I must confess, I am starting to write this entry Monday night with the assumption that Barack Obama will win the election. If he doesn’t, or if it is a drawn-out ordeal like in 2000, well, then this will just be my “Dewey Defeats Truman” moment.

I try not to get caught up in personality politics, and that’s probably why it was so long before I was enthusiastic about Obama. Before I knew about the man and his views, his way of thinking, I knew the hype that constantly surrounded him. Being a hipster deep down inside, I have an instinctive aversion to popular things. I call it the Garden State effect.

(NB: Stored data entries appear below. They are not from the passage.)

#[cfg(test)]
mod tests {
    use super::*;

    use kube::api::ObjectMeta;

    use crate::aws::ram::MockRamClient;
    use crate::crd::{
        AWSClusterRoleIdentity, AWSClusterRoleIdentitySpec, ClusterSpec, InfrastructureRef,
    };
    use crate::k8s::MockClusterRepository;

    const TGW_ARN: &str = "arn:aws:ec2:eu-west-1:123456789012:transit-gateway/tgw-0abc";
    const PL_ARN: &str = "arn:aws:ec2:eu-west-1:123456789012:prefix-list/pl-0def";
    const WC_ACCOUNT: &str = "987654321098";
    const MC_ACCOUNT: &str = "123456789012";

    fn cluster(name: &str, entries: &[(&str, &str)]) -> Cluster {
        Cluster {
            metadata: ObjectMeta {
                name: Some(name.to_string()),
                namespace: Some("org-acme".to_string()),
                annotations: Some(
                    entries
                        .iter()
                        .map(|(k, v)| (k.to_string(), v.to_string()))
                        .collect(),
                ),
                ..Default::default()
            },
            spec: ClusterSpec {
                paused: None,
                infrastructure_ref: Some(InfrastructureRef {
                    name: name.to_string(),
                    namespace: "org-acme".to_string(),
                    ..Default::default()
                }),
            },
            status: None,
        }
    }

    fn deleting_cluster(name: &str, finalizers: &[&str]) -> Cluster {
        let mut cluster = cluster(name, &[]);
        cluster.metadata.deletion_timestamp =
            Some(k8s_openapi::apimachinery::pkg::apis::meta::v1::Time(
                chrono::Utc::now(),
            ));
        cluster.metadata.finalizers = Some(finalizers.iter().map(|f| f.to_string()).collect());
        cluster
    }

    fn identity_in(account: &str) -> AWSClusterRoleIdentity {
        AWSClusterRoleIdentity {
            metadata: Default::default(),
            spec: AWSClusterRoleIdentitySpec {
                role_arn: format!("arn:aws:iam::{account}:role/capa-controller"),
                external_id: None,
            },
        }
    }

    fn repository_serving(cluster: Cluster, account: &'static str) -> MockClusterRepository {
        let mut repository = MockClusterRepository::new();
        repository
            .expect_get()
            .returning(move |_| Ok(cluster.clone()));
        repository
            .expect_get_role_identity()
            .returning(move |_| Ok(identity_in(account)));
        repository.expect_add_finalizer().returning(|cluster, finalizer| {
            let mut updated = cluster.clone();
            updated
                .metadata
                .finalizers
                .get_or_insert_with(Vec::new)
                .push(finalizer.to_string());
            Ok(updated)
        });
        repository
    }

    async fn run_reconcile(
        cluster: Cluster,
        repository: MockClusterRepository,
        ram: MockRamClient,
    ) -> Result<Action, Error> {
        let ctx = Arc::new(Context {
            repository: Arc::new(repository),
            ram_client: Arc::new(ram),
        });
        reconcile(Arc::new(cluster), ctx).await
    }

    #[tokio::test]
    async fn non_managed_topologies_are_ignored() {
        for mode in ["None", "UserManaged"] {
            let c = cluster("wc1", &[(annotations::MODE, mode)]);
            let mut repository = MockClusterRepository::new();
            let served = c.clone();
            repository.expect_get().returning(move |_| Ok(served.clone()));

            // RAM mock without expectations: any share call panics.
            run_reconcile(c, repository, MockRamClient::new())
                .await
                .unwrap();
        }
    }

    #[tokio::test]
    async fn cross_account_clusters_get_both_shares_and_the_finalizer() {
        let c = cluster(
            "wc1",
            &[
                (annotations::MODE, "GiantSwarmManaged"),
                (annotations::TRANSIT_GATEWAY, TGW_ARN),
                (annotations::PREFIX_LIST, PL_ARN),
            ],
        );

        let repository = repository_serving(c.clone(), WC_ACCOUNT);

        let mut ram = MockRamClient::new();
        ram.expect_apply_resource_share()
            .times(1)
            .withf(|share| {
                share.name == "wc1-transit-gateway"
                    && share.resource_arns == vec![TGW_ARN.to_string()]
                    && share.external_account_id == WC_ACCOUNT
            })
            .returning(|_| Ok(()));
        ram.expect_apply_resource_share()
            .times(1)
            .withf(|share| {
                share.name == "wc1-prefix-list"
                    && share.resource_arns == vec![PL_ARN.to_string()]
                    && share.external_account_id == WC_ACCOUNT
            })
            .returning(|_| Ok(()));

        run_reconcile(c, repository, ram).await.unwrap();
    }

    #[tokio::test]
    async fn same_account_clusters_need_no_share() {
        let c = cluster(
            "wc1",
            &[
                (annotations::MODE, "GiantSwarmManaged"),
                (annotations::TRANSIT_GATEWAY, TGW_ARN),
                (annotations::PREFIX_LIST, PL_ARN),
            ],
        );

        let mut repository = MockClusterRepository::new();
        let served = c.clone();
        repository.expect_get().returning(move |_| Ok(served.clone()));
        repository
            .expect_get_role_identity()
            .returning(|_| Ok(identity_in(MC_ACCOUNT)));
        // add_finalizer intentionally unexpected: no share, no finalizer.

        run_reconcile(c, repository, MockRamClient::new())
            .await
            .unwrap();
    }

    #[tokio::test]
    async fn prefix_list_sharing_proceeds_without_a_gateway_annotation() {
        let c = cluster(
            "wc1",
            &[
                (annotations::MODE, "GiantSwarmManaged"),
                (annotations::PREFIX_LIST, PL_ARN),
            ],
        );

        let mut repository = repository_serving(c.clone(), WC_ACCOUNT);
        repository
            .expect_add_finalizer()
            .times(1)
            .withf(|_, finalizer| finalizer == FINALIZER)
            .returning(|cluster, finalizer| {
                let mut updated = cluster.clone();
                updated
                    .metadata
                    .finalizers
                    .get_or_insert_with(Vec::new)
                    .push(finalizer.to_string());
                Ok(updated)
            });

        let mut ram = MockRamClient::new();
        ram.expect_apply_resource_share()
            .times(1)
            .withf(|share| share.name == "wc1-prefix-list")
            .returning(|_| Ok(()));

        run_reconcile(c, repository, ram).await.unwrap();
    }

    #[tokio::test]
    async fn unset_annotations_mean_no_shares_yet() {
        let c = cluster("wc1", &[(annotations::MODE, "GiantSwarmManaged")]);

        let mut repository = MockClusterRepository::new();
        let served = c.clone();
        repository.expect_get().returning(move |_| Ok(served.clone()));
        repository
            .expect_get_role_identity()
            .returning(|_| Ok(identity_in(WC_ACCOUNT)));

        run_reconcile(c, repository, MockRamClient::new())
            .await
            .unwrap();
    }

    #[tokio::test]
    async fn share_deletion_waits_for_the_network_topology_finalizer() {
        let deleting = deleting_cluster("wc1", &[network_topology::FINALIZER, FINALIZER]);

        let mut repository = MockClusterRepository::new();
        let served = deleting.clone();
        repository.expect_get().returning(move |_| Ok(served.clone()));
        repository.expect_remove_finalizer().never();

        // RAM mock without expectations: deleting a share now would panic.
        run_reconcile(deleting, repository, MockRamClient::new())
            .await
            .unwrap();
    }

    #[tokio::test]
    async fn shares_are_deleted_once_network_topology_is_gone() {
        let deleting = deleting_cluster("wc1", &[FINALIZER]);

        let mut repository = MockClusterRepository::new();
        let served = deleting.clone();
        repository.expect_get().returning(move |_| Ok(served.clone()));
        repository
            .expect_remove_finalizer()
            .times(1)
            .withf(|_, finalizer| finalizer == FINALIZER)
            .returning(|cluster, _| Ok(cluster.clone()));

        let mut ram = MockRamClient::new();
        ram.expect_delete_resource_share()
            .times(1)
            .withf(|name| name == "wc1-transit-gateway")
            .returning(|_| Ok(()));
        ram.expect_delete_resource_share()
            .times(1)
            .withf(|name| name == "wc1-prefix-list")
            .returning(|_| Ok(()));

        run_reconcile(deleting, repository, ram).await.unwrap();
    }

    #[tokio::test]
    async fn failed_share_deletion_keeps_the_finalizer() {
        let deleting = deleting_cluster("wc1", &[FINALIZER]);

        let mut repository = MockClusterRepository::new();
        let served = deleting.clone();
        repository.expect_get().returning(move |_| Ok(served.clone()));
        repository.expect_remove_finalizer().never();

        let mut ram = MockRamClient::new();
        ram.expect_delete_resource_share()
            .returning(|_| Err(Error::aws("DeleteResourceShare denied")));

        let err = run_reconcile(deleting, repository, ram).await.unwrap_err();
        assert!(err.to_string().contains("DeleteResourceShare"));
    }
}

But over the course of the primary campaign, I began to see my Senator as someone who understands that there is complexity in every issue, every decision, and every person’s views. He is a pragmatist and a realist, and that’s why I eventually came to support him so strongly. This quote from this summer really shows how thoughtful President-elect Obama can be, even on such a personal issue as religion and its role in politics:

Democracy demands that the religiously motivated translate their concerns into universal, rather than religion-specific, values. It requires that their proposals be subject to argument, and amenable to reason. I may be opposed to abortion for religious reasons, but if I seek to pass a law banning the practice, I cannot simply point to the teachings of my church or evoke God’s will. I have to explain why abortion violates some principle that is accessible to people of all faiths, including those with no faith at all . . . Politics depends on our ability to persuade each other of common aims based on a common reality. It involves the compromise, the art of what’s possible. At some fundamental level, religion does not allow for compromise. It’s the art of the impossible. If God has spoken, then followers are expected to live up to God’s edicts, regardless of the consequences. To base one’s life on such uncompromising commitments may be sublime, but to base our policy making on such commitments would be a dangerous thing.

I admit I got a little choked up when watching Obama’s acceptance speech. It turns out that anybody really can grow up to become president.

Gosh bless America.

P.S: The Onion has a slightly different perspective: Black Man Given Nation’s Worst Job.